Records from a data collection:
+===+

/// Read daemon log from startup marker, looking for errors.
/// Returns the error message if found, None otherwise.
pub fn read_startup_error(data_dir: &Path) -> Option<String> {
    let daemon_dir = get_daemon_dir(data_dir).ok()?;
    let log_path = daemon_dir.join("daemon.log");

    let content = std::fs::read_to_string(&log_path).ok()?;

    // Find the last startup marker
    let start_pos = content.rfind(STARTUP_MARKER_PREFIX)?;
    let startup_log = &content[start_pos..];

    // Look for ERROR lines
    let errors: Vec<&str> = startup_log
        .lines()
        .filter(|line| line.contains(" ERROR ") || line.contains("Failed to start"))
        .collect();

    if errors.is_empty() {
        return None;
    }

    // Extract just the error messages (strip timestamp/level prefix)
    let error_messages: Vec<String> = errors
        .iter()
        .filter_map(|line| {
            // Format: "timestamp LEVEL target: message"
            // Find the message part after the last colon-space
            line.split_once(": ").map(|(_, msg)| msg.to_string())
        })
        .collect();

    if error_messages.is_empty() {
        Some(errors.join("\n"))
    } else {
        Some(error_messages.join("\n"))
    }
}

/// Wrap an error with startup log info if available.
/// If the daemon log contains errors, return DaemonStartFailed with that info.
/// Otherwise, return the original error.
fn wrap_with_startup_error(err: ClientError, data_dir: &Path) -> ClientError {
    // Don't double-wrap
    if matches!(err, ClientError::DaemonStartFailed(_)) {
        return err;
    }

    if let Some(startup_error) = read_startup_error(data_dir) {
        ClientError::DaemonStartFailed(startup_error)
    } else {
        err
    }
}

#[cfg(test)]
#[path = "client_tests.rs"]
mod tests;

+===+

* Problem to solve *
Return every line in the records that includes the string "Some".

* Problem solution *
        Some(errors.join("\n"))
        Some(error_messages.join("\n"))
    if let Some(startup_error) = read_startup_error(data_dir) {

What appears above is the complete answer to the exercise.